> [Problem details]
With the string "crate" as the filter, copy each matching line from the records.

*** Block opens ***

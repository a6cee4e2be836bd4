/// Cross-check of track-derived figures against the recorded reference figures
use std::fmt;

use crate::config::CheckConfig;
use crate::reference::ReferenceFigures;

#[derive(Debug, Clone, Copy, PartialEq, Eq)]
pub enum Metric {
    DistanceKm,
    HighestPointM,
    AscentM,
}

impl Metric {
    pub fn name(&self) -> &'static str {
        match self {
            Metric::DistanceKm => "distance",
            Metric::HighestPointM => "highest point",
            Metric::AscentM => "ascent",
        }
    }

    pub fn unit(&self) -> &'static str {
        match self {
            Metric::DistanceKm => "km",
            Metric::HighestPointM | Metric::AscentM => "m",
        }
    }
}

impl fmt::Display for Metric {
    fn fmt(&self, f: &mut fmt::Formatter<'_>) -> fmt::Result {
        f.write_str(self.name())
    }
}

#[derive(Debug, Clone, Copy, PartialEq, Eq)]
pub enum FlagReason {
    NotPopulated,
    Mismatch,
}

impl fmt::Display for FlagReason {
    fn fmt(&self, f: &mut fmt::Formatter<'_>) -> fmt::Result {
        match self {
            FlagReason::NotPopulated => f.write_str("not populated"),
            FlagReason::Mismatch => f.write_str("mismatch"),
        }
    }
}

#[derive(Debug, Clone, PartialEq)]
pub struct ComparisonResult {
    pub metric: Metric,
    pub track_value: f64,
    pub reference_value: Option<f64>,
    /// `None` when the reference is not populated
    pub relative_difference: Option<f64>,
    pub flagged: bool,
    pub reason: Option<FlagReason>,
}

impl ComparisonResult {
    pub fn is_consistent(&self) -> bool {
        !self.flagged
    }
}

/// Compare one track-derived value against its reference.
///
/// A missing or non-positive reference is flagged as not populated instead of
/// being divided by.
pub fn compare(
    track_value: f64,
    reference_value: Option<f64>,
    metric: Metric,
    config: &CheckConfig,
) -> ComparisonResult {
    let reference = match reference_value {
        Some(r) if r > 0.0 => r,
        _ => {
            return ComparisonResult {
                metric,
                track_value,
                reference_value,
                relative_difference: None,
                flagged: true,
                reason: Some(FlagReason::NotPopulated),
            }
        }
    };

    let relative_difference = (reference - track_value).abs() / reference.abs();
    let flagged = relative_difference >= config.flag_threshold;

    ComparisonResult {
        metric,
        track_value,
        reference_value: Some(reference),
        relative_difference: Some(relative_difference),
        flagged,
        reason: flagged.then_some(FlagReason::Mismatch),
    }
}

/// Distance, highest point and ascent checks for one walk.
///
/// The reference distance is recorded in meters and compared in km.
pub fn check_all(
    track_distance_km: f64,
    max_elevation_m: f64,
    ascent_m: f64,
    reference: &ReferenceFigures,
    config: &CheckConfig,
) -> Vec<ComparisonResult> {
    let reference_km = reference.distance_m.map(|m| m as f64 / 1000.0);
    vec![
        compare(track_distance_km, reference_km, Metric::DistanceKm, config),
        compare(max_elevation_m, reference.highest_point_m, Metric::HighestPointM, config),
        compare(ascent_m, reference.ascent_m, Metric::AscentM, config),
    ]
}
/// Walk records and their recorded reference figures, read from WALKS.csv
use std::fs::File;
use std::io::Read;
use std::path::{Path, PathBuf};

use csv::{ReaderBuilder, Trim};
use log::{info, warn};
use serde::Deserialize;

use crate::error::{Result, WalkError};

pub const DEFAULT_RELEASE: &str = "Release1";

/// Recorded figures a walk's track is checked against.
/// A missing or non-positive value means the field was never populated.
#[derive(Debug, Clone, Copy, Default, PartialEq)]
pub struct ReferenceFigures {
    pub distance_m: Option<i64>,
    pub highest_point_m: Option<f64>,
    pub ascent_m: Option<f64>,
}

#[derive(Debug, Clone, Default, PartialEq, Deserialize)]
pub struct WalkRecord {
    #[serde(rename = "Name", default)]
    pub name: String,
    #[serde(rename = "GeneralDescription", default)]
    pub description: Option<String>,
    #[serde(rename = "GeoJson", default)]
    pub track_file: Option<String>,
    #[serde(rename = "ShapeName", default)]
    pub shape: Option<String>,
    #[serde(rename = "StartLocationLat", default, deserialize_with = "csv::invalid_option")]
    pub start_lat: Option<f64>,
    #[serde(rename = "StartLocationLng", default, deserialize_with = "csv::invalid_option")]
    pub start_lng: Option<f64>,
    #[serde(rename = "EndLocationLat", default, deserialize_with = "csv::invalid_option")]
    pub end_lat: Option<f64>,
    #[serde(rename = "EndLocationLng", default, deserialize_with = "csv::invalid_option")]
    pub end_lng: Option<f64>,
    #[serde(rename = "Duration", default)]
    pub duration: Option<String>,
    #[serde(rename = "Distance", default, deserialize_with = "csv::invalid_option")]
    pub distance_m: Option<f64>,
    #[serde(rename = "Grading", default)]
    pub grading: Option<String>,
    #[serde(rename = "Height", default, deserialize_with = "csv::invalid_option")]
    pub highest_point_m: Option<f64>,
    #[serde(rename = "Ascent", default, deserialize_with = "csv::invalid_option")]
    pub ascent_m: Option<f64>,
    #[serde(rename = "ToEvolveTech", default)]
    pub release: Option<String>,
}

impl WalkRecord {
    pub fn reference_figures(&self) -> ReferenceFigures {
        ReferenceFigures {
            distance_m: self.distance_m.map(|d| d.round() as i64),
            highest_point_m: self.highest_point_m,
            ascent_m: self.ascent_m,
        }
    }

    pub fn start_point(&self) -> Option<(f64, f64)> {
        self.start_lat.zip(self.start_lng)
    }

    pub fn end_point(&self) -> Option<(f64, f64)> {
        self.end_lat.zip(self.end_lng)
    }

    /// File names of a single character are placeholders, not tracks
    fn track_path(&self, gpx_dir: &Path) -> Option<PathBuf> {
        self.track_file
            .as_deref()
            .filter(|f| f.chars().count() > 1)
            .map(|f| gpx_dir.join(f))
    }
}

/// Everything the pipeline needs about the walk the reviewer picked
#[derive(Debug, Clone, PartialEq)]
pub struct WalkSelection {
    pub record: WalkRecord,
    pub reference: ReferenceFigures,
    pub track_path: Option<PathBuf>,
}

impl WalkSelection {
    pub fn new(record: WalkRecord, gpx_dir: &Path) -> Self {
        WalkSelection {
            reference: record.reference_figures(),
            track_path: record.track_path(gpx_dir),
            record,
        }
    }

    pub fn name(&self) -> &str {
        &self.record.name
    }
}

#[derive(Debug, Clone, Default)]
pub struct ReferenceStore {
    records: Vec<WalkRecord>,
}

impl ReferenceStore {
    /// Read WALKS.csv, keeping only rows with a track file and, if given, the matching release tag
    pub fn from_path(path: &Path, release: Option<&str>) -> Result<Self> {
        let file = File::open(path).map_err(|e| WalkError::Io {
            path: path.to_path_buf(),
            source: e,
        })?;
        let store = Self::from_reader(file, release)?;
        info!("📄 Loaded {} walk records from {}", store.len(), path.display());
        Ok(store)
    }

    pub fn from_reader<R: Read>(reader: R, release: Option<&str>) -> Result<Self> {
        let mut rdr = ReaderBuilder::new()
            .flexible(true)
            .trim(Trim::All)
            .from_reader(reader);

        let mut records = Vec::new();
        let mut skipped = 0;

        for result in rdr.deserialize::<WalkRecord>() {
            let record = match result {
                Ok(record) => record,
                Err(e) => {
                    warn!("⚠️  Error parsing walk record: {}", e);
                    skipped += 1;
                    continue;
                }
            };

            let has_track = record
                .track_file
                .as_deref()
                .is_some_and(|f| !f.is_empty());
            if record.name.is_empty() || !has_track {
                skipped += 1;
                continue;
            }

            if let Some(tag) = release {
                if record.release.as_deref() != Some(tag) {
                    skipped += 1;
                    continue;
                }
            }

            records.push(record);
        }

        if skipped > 0 {
            warn!("Skipped {} walk records without a name, track file or matching release", skipped);
        }

        Ok(ReferenceStore { records })
    }

    pub fn records(&self) -> &[WalkRecord] {
        &self.records
    }

    pub fn len(&self) -> usize {
        self.records.len()
    }

    pub fn is_empty(&self) -> bool {
        self.records.is_empty()
    }

    /// Unique walk names in file order
    pub fn walk_names(&self) -> Vec<&str> {
        let mut names: Vec<&str> = Vec::new();
        for record in &self.records {
            if !names.contains(&record.name.as_str()) {
                names.push(&record.name);
            }
        }
        names
    }

    /// First record with this name
    pub fn select(&self, name: &str, gpx_dir: &Path) -> Option<WalkSelection> {
        self.records
            .iter()
            .find(|r| r.name == name)
            .map(|r| WalkSelection::new(r.clone(), gpx_dir))
    }

    /// One selection per unique walk name
    pub fn selections(&self, gpx_dir: &Path) -> Vec<WalkSelection> {
        self.walk_names()
            .into_iter()
            .filter_map(|name| self.select(name, gpx_dir))
            .collect()
    }
}
use crate::auth::UserIdentity;
use crate::todo::Todo;
use crate::todo::TodoPayload;
use crate::todo::service::{TodoError, TodoService};
use crate::todo::validation::FieldErrors;
use crate::web::api::v1::{FailureResponse, MessageResponse, Status};
use axum::{
    Router,
    extract::{
        Path, State,
        rejection::{JsonRejection, PathRejection},
    },
    http::StatusCode,
    response::Json,
    routing::get,
};
use chrono::{DateTime, Utc};
use serde::{Deserialize, Serialize};
use std::sync::Arc;
use utoipa::ToSchema;

/// JSON representation of a Todo for API responses.
#[derive(Debug, Serialize, Deserialize, ToSchema)]
pub struct TodoJson {
    /// Unique identifier for the todo
    id: u32,
    title: String,
    description: String,
    /// Owner of the todo
    user_id: i64,
    active: bool,
    completed: bool,
    created_at: DateTime<Utc>,
    updated_at: DateTime<Utc>,
}

impl From<Todo> for TodoJson {
    fn from(todo: Todo) -> Self {
        Self {
            id: todo.id(),
            title: todo.title().to_string(),
            description: todo.description().to_string(),
            user_id: todo.user_id(),
            active: todo.active(),
            completed: todo.completed(),
            created_at: todo.created_at(),
            updated_at: todo.updated_at(),
        }
    }
}

/// API response for listing the caller's todos.
#[derive(Debug, Serialize, ToSchema)]
pub struct TodoListResponse {
    status: Status,
    error: bool,
    /// Number of todos in `data`
    count: usize,
    data: Vec<TodoJson>,
}

impl TodoListResponse {
    pub fn new(data: Vec<TodoJson>) -> Self {
        Self {
            status: Status::Success,
            error: false,
            count: data.len(),
            data,
        }
    }
}

/// API response for a single todo.
#[derive(Debug, Serialize, ToSchema)]
pub struct TodoResponse {
    status: Status,
    error: bool,
    data: TodoJson,
}

impl TodoResponse {
    pub fn new(data: TodoJson) -> Self {
        Self {
            status: Status::Success,
            error: false,
            data,
        }
    }
}

/// API response for a payload that broke one or more field rules.
#[derive(Debug, Serialize, ToSchema)]
pub struct ValidationFailureResponse {
    status: Status,
    error: bool,
    /// Field name to its error messages
    #[schema(value_type = Object)]
    validation_errors: FieldErrors,
}

impl ValidationFailureResponse {
    pub fn new(validation_errors: FieldErrors) -> Self {
        Self {
            status: Status::Failed,
            error: true,
            validation_errors,
        }
    }
}

/// API response for a title already used by another todo. `error` carries the message.
#[derive(Debug, Serialize, ToSchema)]
pub struct DuplicateTitleResponse {
    status: Status,
    error: String,
}

impl DuplicateTitleResponse {
    pub fn new(error: String) -> Self {
        Self {
            status: Status::Failed,
            error,
        }
    }
}

#[derive(Clone, Debug)]
pub struct TodoState {
    pub db: Arc<sea_orm::DatabaseConnection>,
}

fn read_payload(
    payload: Result<Json<TodoPayload>, JsonRejection>,
) -> Result<TodoPayload, TodoError> {
    payload
        .map(|Json(payload)| payload)
        .map_err(|rejection| TodoError::MalformedPayload(rejection.body_text()))
}

// An ID that is not a number cannot name one of the caller's todos.
fn read_id(id: Result<Path<u32>, PathRejection>) -> Result<u32, TodoError> {
    id.map(|Path(id)| id).map_err(|_| TodoError::NotFound)
}

/// Handler for GET /todos - Returns the caller's todos.
#[tracing::instrument(skip(state))]
#[utoipa::path(
    get,
    path = "/todos",
    responses(
        (status = 200, description = "Successfully retrieved todos", body = TodoListResponse),
        (status = 401, description = "Missing or invalid bearer token", body = FailureResponse),
        (status = 500, description = "Internal server error", body = FailureResponse)
    ),
    security(("bearer_auth" = [])),
    tag = "Todos"
)]
pub async fn list_todos_handler(
    State(state): State<Arc<TodoState>>,
    user: UserIdentity,
) -> Result<(StatusCode, Json<TodoListResponse>), TodoError> {
    TodoService::new(&state.db).list(&user).await
}

/// Handler for POST /todos - Creates a todo owned by the caller.
#[tracing::instrument(skip(state))]
#[utoipa::path(
    post,
    path = "/todos",
    request_body = TodoPayload,
    responses(
        (status = 201, description = "Todo created", body = MessageResponse),
        (status = 401, description = "Missing or invalid bearer token", body = FailureResponse),
        (status = 409, description = "Title already taken", body = DuplicateTitleResponse),
        (status = 422, description = "Validation failed", body = ValidationFailureResponse),
        (status = 500, description = "Internal server error", body = FailureResponse)
    ),
    security(("bearer_auth" = [])),
    tag = "Todos"
)]
pub async fn create_todo_handler(
    State(state): State<Arc<TodoState>>,
    user: UserIdentity,
    payload: Result<Json<TodoPayload>, JsonRejection>,
) -> Result<(StatusCode, Json<MessageResponse>), TodoError> {
    let payload = read_payload(payload)?;
    TodoService::new(&state.db).create(&user, payload).await
}

/// Handler for GET /todos/{id} - Returns one of the caller's todos.
#[tracing::instrument(skip(state))]
#[utoipa::path(
    get,
    path = "/todos/{id}",
    params(("id" = u32, Path, description = "ID of the todo")),
    responses(
        (status = 200, description = "Successfully retrieved todo", body = TodoResponse),
        (status = 401, description = "Missing or invalid bearer token", body = FailureResponse),
        (status = 404, description = "No such todo for this caller", body = FailureResponse)
    ),
    security(("bearer_auth" = [])),
    tag = "Todos"
)]
pub async fn show_todo_handler(
    State(state): State<Arc<TodoState>>,
    user: UserIdentity,
    id: Result<Path<u32>, PathRejection>,
) -> Result<(StatusCode, Json<TodoResponse>), TodoError> {
    let id = read_id(id)?;
    TodoService::new(&state.db).show(&user, id).await
}

/// Handler for PUT/PATCH /todos/{id} - Updates one of the caller's todos.
#[tracing::instrument(skip(state))]
#[utoipa::path(
    put,
    path = "/todos/{id}",
    params(("id" = u32, Path, description = "ID of the todo")),
    request_body = TodoPayload,
    responses(
        (status = 201, description = "Todo updated", body = MessageResponse),
        (status = 401, description = "Missing or invalid bearer token", body = FailureResponse),
        (status = 404, description = "No such todo for this caller", body = FailureResponse),
        (status = 409, description = "Title already taken", body = DuplicateTitleResponse),
        (status = 422, description = "Validation failed", body = ValidationFailureResponse)
    ),
    security(("bearer_auth" = [])),
    tag = "Todos"
)]
pub async fn update_todo_handler(
    State(state): State<Arc<TodoState>>,
    user: UserIdentity,
    id: Result<Path<u32>, PathRejection>,
    payload: Result<Json<TodoPayload>, JsonRejection>,
) -> Result<(StatusCode, Json<MessageResponse>), TodoError> {
    let id = read_id(id)?;
    let service = TodoService::new(&state.db);
    match read_payload(payload) {
        Ok(payload) => service.update(&user, id, payload).await,
        // A malformed body for someone else's todo still answers 404.
        Err(err) => {
            service.show(&user, id).await?;
            Err(err)
        }
    }
}

/// Handler for DELETE /todos/{id} - Deletes one of the caller's todos.
#[tracing::instrument(skip(state))]
#[utoipa::path(
    delete,
    path = "/todos/{id}",
    params(("id" = u32, Path, description = "ID of the todo")),
    responses(
        (status = 200, description = "Todo deleted", body = MessageResponse),
        (status = 401, description = "Missing or invalid bearer token", body = FailureResponse),
        (status = 404, description = "No such todo for this caller", body = FailureResponse)
    ),
    security(("bearer_auth" = [])),
    tag = "Todos"
)]
pub async fn delete_todo_handler(
    State(state): State<Arc<TodoState>>,
    user: UserIdentity,
    id: Result<Path<u32>, PathRejection>,
) -> Result<(StatusCode, Json<MessageResponse>), TodoError> {
    let id = read_id(id)?;
    TodoService::new(&state.db).delete(&user, id).await
}

/// Creates and returns the todos API router.
pub fn create_api_router(state: Arc<TodoState>) -> Router {
    Router::new()
        .route("/todos", get(list_todos_handler).post(create_todo_handler))
        .route(
            "/todos/{id}",
            get(show_todo_handler)
                .put(update_todo_handler)
                .patch(update_todo_handler)
                .delete(delete_todo_handler),
        )
        .with_state(state)
}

*** Block closes ***

> [Written solution]
use crate::config::CheckConfig;
use crate::reference::ReferenceFigures;
use crate::error::{Result, WalkError};
use crate::auth::UserIdentity;
use crate::todo::Todo;
use crate::todo::TodoPayload;
use crate::todo::service::{TodoError, TodoService};
use crate::todo::validation::FieldErrors;
use crate::web::api::v1::{FailureResponse, MessageResponse, Status};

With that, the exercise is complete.